La chambre régionale des comptes d’Île-de-France a rendu public, en mars dernier, un rapport d’observation inédit et instructif sur le « personnel infirmier » de l’AP-HP, portant sur les exercices 2011 et suivants. Il comprend également plusieurs recommandations.
Ils représentent 40 % du personnel, soit 20 384 équivalents temps plein. Et pourtant, si « l’AP-HP n’éprouve pas de difficultés particulières pour recruter des IDE, […] les effectifs, relativement à la croissance de l’activité, ne permettent pas de satisfaire aux ratios de personnels légalement exigibles pour les services normés », relève la chambre régionale des comptes, l’équivalent de la Cour des comptes dans les régions, dans un rapport sur le personnel infirmier de l’AP-HP (Assistance publique - hôpitaux de Paris) sur les exercices 2011 et suivants.
C’est par exemple le cas en soins intensifs de cardiologie, où le ratio prévu par le code de la santé publique doit normalement être d’une IDE pour quatre patients le jour, et pour huit patients la nuit. La chambre préconise également de poursuivre l’élaboration de « standards capacitaires de ratios au lit de présence infirmière au-delà des seuls services de médecine ».
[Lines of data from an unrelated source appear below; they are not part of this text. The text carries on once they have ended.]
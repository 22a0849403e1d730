//! Tracker error types.
//!
//! None of these are fatal. They exist so the registry can hand the outcome
//! back to its caller, which turns them into diagnostics.

use thiserror::Error;

use crate::site::CallSite;

/// A release (or resize) targeted an address with no live record.
///
/// Covers both "never allocated" and "already released"; the registry cannot
/// tell the two apart.
#[derive(Debug, Clone, Copy, PartialEq, Eq, Error)]
#[error("invalid free at {addr:#x} ({site})")]
pub struct InvalidDeallocation {
    pub addr: usize,
    pub site: CallSite,
}

/// The registry could not reserve storage for its own metadata.
///
/// The affected block is left untracked.
#[derive(Debug, Clone, Copy, PartialEq, Eq, Error)]
#[error("registry bookkeeping allocation failed for {addr:#x}")]
pub struct BookkeepingFailure {
    pub addr: usize,
}
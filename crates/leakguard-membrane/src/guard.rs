//! Mutual exclusion around the registry.
//!
//! [`Serialized`] puts the registry behind a `parking_lot::Mutex`, making
//! every insert/remove/resize/drain linearizable across threads.
//! [`Unsynchronized`] takes no lock at all and only promises program order.
//! It still refuses overlapping access (the losing operation goes untracked)
//! so a misconfigured multi-threaded program cannot alias the table.
//!
//! Neither guard covers the underlying allocator call or report printing.

#![allow(unsafe_code)]

use std::cell::UnsafeCell;
use std::sync::atomic::{AtomicBool, Ordering};
use std::time::Duration;

use parking_lot::Mutex;

use crate::registry::Registry;

/// Exclusive access to a [`Registry`].
pub trait Guard: Send + Sync {
    /// Wrap `registry`.
    fn new(registry: Registry) -> Self
    where
        Self: Sized;

    /// Run `f` with exclusive access. `None` means access was refused and
    /// nothing ran.
    fn with<R>(&self, f: impl FnOnce(&mut Registry) -> R) -> Option<R>;

    /// Like [`Guard::with`], but give up after `timeout`.
    fn with_timeout<R>(&self, timeout: Duration, f: impl FnOnce(&mut Registry) -> R)
    -> Option<R>;
}

/// Lock-based guard.
#[derive(Debug)]
pub struct Serialized {
    registry: Mutex<Registry>,
}

impl Serialized {
    #[must_use]
    pub const fn const_new(registry: Registry) -> Self {
        Self {
            registry: Mutex::new(registry),
        }
    }
}

impl Guard for Serialized {
    fn new(registry: Registry) -> Self {
        Self::const_new(registry)
    }

    fn with<R>(&self, f: impl FnOnce(&mut Registry) -> R) -> Option<R> {
        let mut registry = self.registry.lock();
        Some(f(&mut registry))
    }

    fn with_timeout<R>(
        &self,
        timeout: Duration,
        f: impl FnOnce(&mut Registry) -> R,
    ) -> Option<R> {
        let mut registry = self.registry.try_lock_for(timeout)?;
        Some(f(&mut registry))
    }
}

/// Lock-free guard for single-threaded programs.
#[derive(Debug)]
pub struct Unsynchronized {
    busy: AtomicBool,
    registry: UnsafeCell<Registry>,
}

// SAFETY: `registry` is only reached through `with`, which hands out the
// mutable reference while `busy` is held and refuses entry otherwise.
unsafe impl Sync for Unsynchronized {}

impl Unsynchronized {
    #[must_use]
    pub const fn const_new(registry: Registry) -> Self {
        Self {
            busy: AtomicBool::new(false),
            registry: UnsafeCell::new(registry),
        }
    }
}

struct BusyFlag<'a>(&'a AtomicBool);

impl Drop for BusyFlag<'_> {
    fn drop(&mut self) {
        self.0.store(false, Ordering::Release);
    }
}

impl Guard for Unsynchronized {
    fn new(registry: Registry) -> Self {
        Self::const_new(registry)
    }

    fn with<R>(&self, f: impl FnOnce(&mut Registry) -> R) -> Option<R> {
        if self.busy.swap(true, Ordering::Acquire) {
            return None;
        }
        let _flag = BusyFlag(&self.busy);
        // SAFETY: `busy` was false and is now ours until `_flag` drops, so no
        // other reference to the registry exists.
        let registry = unsafe { &mut *self.registry.get() };
        Some(f(registry))
    }

    fn with_timeout<R>(
        &self,
        _timeout: Duration,
        f: impl FnOnce(&mut Registry) -> R,
    ) -> Option<R> {
        self.with(f)
    }
}

/// Guard used by the process-wide tracker, selected by the `thread-safe`
/// feature.
#[cfg(feature = "thread-safe")]
pub type DefaultGuard = Serialized;
#[cfg(not(feature = "thread-safe"))]
pub type DefaultGuard = Unsynchronized;

#[cfg(test)]
mod tests {
    use super::*;
    use crate::record::AllocKind;
    use crate::site::CallSite;
    use std::sync::Arc;
    use std::thread;

    const SITE: CallSite = CallSite::new("guard.rs", 1);

    #[test]
    fn serialized_runs_closure() {
        let guard = Serialized::new(Registry::new());
        let inserted = guard.with(|r| r.insert(0x10, 4, SITE, AllocKind::Fresh).is_ok());
        assert_eq!(inserted, Some(true));
        assert_eq!(guard.with(|r| r.len()), Some(1));
    }

    #[test]
    fn serialized_timeout_gives_up_while_locked() {
        let guard = Arc::new(Serialized::new(Registry::new()));
        let held = guard.registry.lock();
        let other = Arc::clone(&guard);
        let result = thread::spawn(move || {
            other.with_timeout(Duration::from_millis(20), |r| r.len())
        })
        .join()
        .expect("thread");
        assert_eq!(result, None);
        drop(held);
        assert_eq!(guard.with_timeout(Duration::from_millis(20), |r| r.len()), Some(0));
    }

    #[test]
    fn default_guard_follows_thread_safe_feature() {
        let name = std::any::type_name::<DefaultGuard>();
        assert_eq!(name.ends_with("Serialized"), crate::config::THREAD_SAFE);
        assert_eq!(name.ends_with("Unsynchronized"), !crate::config::THREAD_SAFE);
    }

    #[test]
    fn unsynchronized_refuses_reentry() {
        let guard = Unsynchronized::new(Registry::new());
        let nested = guard.with(|_| guard.with(|r| r.len()));
        assert_eq!(nested, Some(None));
        assert_eq!(guard.with(|r| r.len()), Some(0));
    }

    #[test]
    fn unsynchronized_releases_flag_after_panic() {
        let guard = Unsynchronized::new(Registry::new());
        let caught = std::panic::catch_unwind(std::panic::AssertUnwindSafe(|| {
            guard.with(|_| panic!("boom"));
        }));
        assert!(caught.is_err());
        assert_eq!(guard.with(|r| r.len()), Some(0));
    }
}
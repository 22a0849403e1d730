//! Process-exit and fatal-signal hooks.
//!
//! [`init`] registers an `atexit` callback that prints the leak report and
//! installs handlers for `SIGSEGV`, `SIGABRT`, `SIGILL` and `SIGFPE`. A
//! handler announces the signal, reports, restores the default disposition
//! and raises the signal again so the process still dies the way it would
//! have without the tracker.
//!
//! The handlers replace the runtime's own `SIGSEGV` handler, so a stack
//! overflow after [`init`] prints the leak report instead of the runtime's
//! overflow message before the process dies.

use std::ffi::c_int;
use std::io;
use std::sync::atomic::{AtomicU8, Ordering};

use leakguard_membrane::Diagnostic;
use leakguard_membrane::DiagnosticSink;
use leakguard_membrane::config::FAULT_LOCK_TIMEOUT;
use thiserror::Error;

use crate::tracker_state::global;

/// Signals that trigger a report before the process terminates.
pub const FATAL_SIGNALS: [c_int; 4] = [libc::SIGSEGV, libc::SIGABRT, libc::SIGILL, libc::SIGFPE];

const STATE_UNINIT: u8 = 0;
const STATE_INSTALLING: u8 = 1;
const STATE_READY: u8 = 2;
const STATE_FAILED: u8 = 3;

static HOOK_STATE: AtomicU8 = AtomicU8::new(STATE_UNINIT);

#[derive(Debug, Error)]
pub enum HookError {
    #[error("atexit registration failed")]
    ExitHook,
    #[error("installing handler for signal {signal} failed: {source}")]
    FaultHook {
        signal: c_int,
        #[source]
        source: io::Error,
    },
    #[error("an earlier hook installation failed")]
    PreviouslyFailed,
}

/// Install the exit report and the fatal-signal hooks.
///
/// Idempotent: the first caller installs, everyone else (including a caller
/// racing the first) returns `Ok(())` without touching process state. A
/// failed installation is not retried; later calls return
/// [`HookError::PreviouslyFailed`].
pub fn init() -> Result<(), HookError> {
    match HOOK_STATE.compare_exchange(
        STATE_UNINIT,
        STATE_INSTALLING,
        Ordering::SeqCst,
        Ordering::Acquire,
    ) {
        Ok(_) => {}
        Err(STATE_FAILED) => return Err(HookError::PreviouslyFailed),
        Err(_) => return Ok(()),
    }

    let installed = install_exit_hook().and_then(|()| install_fault_hooks());
    let next = if installed.is_ok() {
        STATE_READY
    } else {
        STATE_FAILED
    };
    HOOK_STATE.store(next, Ordering::Release);
    installed
}

/// Whether [`init`] has completed successfully.
#[must_use]
pub fn hooks_installed() -> bool {
    HOOK_STATE.load(Ordering::Acquire) == STATE_READY
}

fn install_exit_hook() -> Result<(), HookError> {
    // SAFETY: `report_at_exit` is a plain `extern "C" fn()` with static
    // lifetime.
    let rc = unsafe { libc::atexit(report_at_exit) };
    if rc != 0 {
        return Err(HookError::ExitHook);
    }
    Ok(())
}

fn install_fault_hooks() -> Result<(), HookError> {
    for signal in FATAL_SIGNALS {
        // SAFETY: a zeroed sigaction is a valid "no flags, empty mask" value.
        let mut act = unsafe { std::mem::zeroed::<libc::sigaction>() };
        act.sa_sigaction = on_fatal_signal as extern "C" fn(c_int) as libc::sighandler_t;
        // Let the re-raise inside the handler take effect immediately, and
        // run on the alternate stack the runtime sets up so a stack overflow
        // still reaches the handler.
        act.sa_flags = libc::SA_NODEFER | libc::SA_ONSTACK;
        // SAFETY: `act` is fully initialized; no old action is requested.
        let rc = unsafe { libc::sigaction(signal, &act, std::ptr::null_mut()) };
        if rc != 0 {
            return Err(HookError::FaultHook {
                signal,
                source: io::Error::last_os_error(),
            });
        }
    }
    Ok(())
}

extern "C" fn report_at_exit() {
    let _ = global().report_leaks();
}

extern "C" fn on_fatal_signal(signal: c_int) {
    let tracker = global();
    tracker.sink().emit(&Diagnostic::Fault { signal });
    // Bounded wait: the fault may have hit while this thread held the lock.
    let _ = tracker.report_leaks_within(FAULT_LOCK_TIMEOUT);
    restore_default_and_raise(signal);
}

fn restore_default_and_raise(signal: c_int) {
    // SAFETY: resetting to SIG_DFL and raising are async-signal-safe.
    unsafe {
        libc::signal(signal, libc::SIG_DFL);
        libc::raise(signal);
    }
}
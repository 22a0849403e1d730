//! Source locations attached to allocation events.

#![allow(unsafe_code)]

use std::ffi::{CStr, c_char, c_int};
use std::fmt;
use std::panic::Location;

use serde::Serialize;

/// File name used when a C caller passes a null or non-UTF-8 `__FILE__`.
pub const UNKNOWN_FILE: &str = "<unknown>";

/// The file and line of an allocation-family call.
#[derive(Debug, Clone, Copy, PartialEq, Eq, Hash, Serialize)]
pub struct CallSite {
    pub file: &'static str,
    pub line: u32,
}

impl CallSite {
    #[must_use]
    pub const fn new(file: &'static str, line: u32) -> Self {
        Self { file, line }
    }

    /// Location of the caller, propagated through every `#[track_caller]`
    /// frame between here and user code.
    #[track_caller]
    #[must_use]
    pub fn caller() -> Self {
        Self::from(Location::caller())
    }

    /// Build a site from a C `__FILE__` / `__LINE__` pair.
    ///
    /// # Safety
    ///
    /// `file` must be null or point to a NUL-terminated string that lives for
    /// the rest of the process, which is what `__FILE__` literals do.
    #[must_use]
    pub unsafe fn from_c(file: *const c_char, line: c_int) -> Self {
        let file = if file.is_null() {
            UNKNOWN_FILE
        } else {
            // SAFETY: caller guarantees a static NUL-terminated string.
            let cstr: &'static CStr = unsafe { CStr::from_ptr(file) };
            cstr.to_str().unwrap_or(UNKNOWN_FILE)
        };
        Self {
            file,
            line: u32::try_from(line).unwrap_or(0),
        }
    }
}

impl From<&'static Location<'static>> for CallSite {
    fn from(location: &'static Location<'static>) -> Self {
        Self {
            file: location.file(),
            line: location.line(),
        }
    }
}

impl fmt::Display for CallSite {
    fn fmt(&self, f: &mut fmt::Formatter<'_>) -> fmt::Result {
        write!(f, "{}:{}", self.file, self.line)
    }
}

#[cfg(test)]
mod tests {
    use super::*;

    #[track_caller]
    fn forwarded() -> CallSite {
        CallSite::caller()
    }

    #[test]
    fn caller_reports_this_file() {
        let line = line!() + 1;
        let site = CallSite::caller();
        assert!(site.file.ends_with("site.rs"), "file={}", site.file);
        assert_eq!(site.line, line);
    }

    #[test]
    fn caller_propagates_through_track_caller() {
        let line = line!() + 1;
        let site = forwarded();
        assert_eq!(site.line, line);
    }

    #[test]
    fn from_c_reads_literal() {
        // SAFETY: c-string literals are static and NUL-terminated.
        let site = unsafe { CallSite::from_c(c"main.c".as_ptr(), 42) };
        assert_eq!(site, CallSite::new("main.c", 42));
    }

    #[test]
    fn from_c_null_file_and_negative_line() {
        // SAFETY: null is explicitly allowed.
        let site = unsafe { CallSite::from_c(std::ptr::null(), -7) };
        assert_eq!(site, CallSite::new(UNKNOWN_FILE, 0));
    }

    #[test]
    fn display_is_file_colon_line() {
        assert_eq!(CallSite::new("a.rs", 9).to_string(), "a.rs:9");
    }
}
Toute la subtilité de l’exercice réside dans la difficulté d’évaluation de la charge de travail infirmière. L’AP-HP reconnaît dans ce rapport qu’elle n’a, pour l’heure, pas défini de politique institutionnelle sur l’utilisation d’une méthodologie particulière et n’utilise pas non plus les ratios développés par l’Agence nationale d’appui à la performance (Anap).
Dans les faits, la fixation des effectifs infirmiers s’effectue en fonction du taux d’occupation des lits, du niveau d’activité des services et de la lourdeur des disciplines. D’où des disparités entre les établissements. Ainsi, par exemple, l’hôpital Henri-Mondor, à Créteil (94), a retenu des ratios d’une IDE pour douze patients en médecine et d’une pour dix en chirurgie, tandis que l’hôpital Ambroise-Paré, à Boulogne-Billancourt (92), a pris le ratio d’une IDE pour douze lits en chirurgie et d’une pour quinze en médecine. « Il y a aussi un historique, qui tient compte du poids politique que pouvaient avoir certains chefs de service, ce qui a pour conséquence que certains services peuvent être mieux dotés que d’autres », commente Thierry Amouroux, porte-parole du Syndicat national des professionnels infirmiers (SNPI).
Pour sa part, la chambre des comptes met également le doigt sur la difficulté à évaluer l’accroissement de la charge en soins. « Certains interlocuteurs confirment que les ratios utilisés correspondent aux besoins d’une époque révolue, quand les durées moyennes de séjour étaient supérieures et les patients moins dépendants », rapporte-t-elle. « La réforme en cours à l’AP-HP sur la nouvelle adaptation capacitaire consiste uniquement à réduire les effectifs pour réaliser des économies budgétaires, sans tenir compte des besoins de santé réels des patients hospitalisés », dénonce le SNPI, qui a largement commenté ce rapport. « La direction passe des ratios au rationnement. Ainsi, en 2018, l’AP-HP a supprimé 600 postes dans le cadre de son plan d’économies. »
L’enseignement majeur de ce rapport est que l’alourdissement et la densification du travail infirmier ne sont pas une vue de l’esprit mais ils peuvent être objectivés. « Le report d’une partie de l’activité d’hospitalisation complète vers l’ambulatoire a pour conséquence l’augmentation de la sévérité des cas traités en hospitalisation complète », souligne la chambre des comptes. Ainsi, entre 2011 et 2016, les séjours d’une sévérité de type 4 ont crû de 46 %.
En outre, ce rapport met également en lumière plusieurs autres spécificités de l’AP-HP. Ainsi, le taux de rotation dépasse largement la moyenne nationale, même s’il a diminué à partir de 2014, s’établissant pour l’année 2016 à 11,9 % : 8,6 % pour les Ibode, 10,1 % pour les Iade, 11,9 % pour les IDE et 16 % pour les puéricultrices. Et encore, le SNPI attire l’attention sur le fait que ces chiffres ne concernent que les infirmières quittant l’AP-HP et non pas les nombreux changements entre les 39 hôpitaux de l’AP-HP. La chambre souligne aussi que l’adhésion obligatoire à l’Ordre national infirmier (ONI) n’est pas suffisamment observée.
Enfin, parmi les points positifs, le rapport met en exergue l’investissement des hôpitaux parisiens « dans l’amélioration des pratiques infirmières et la prévention des risques professionnels ». L’AP-HP fournit notamment un « suivi méthodologique des pratiques et procédures de soins remarquable », selon la chambre des comptes. Ce rapport a été examiné lors d’une réunion du conseil de surveillance de l’AP-HP le 19 avril dernier.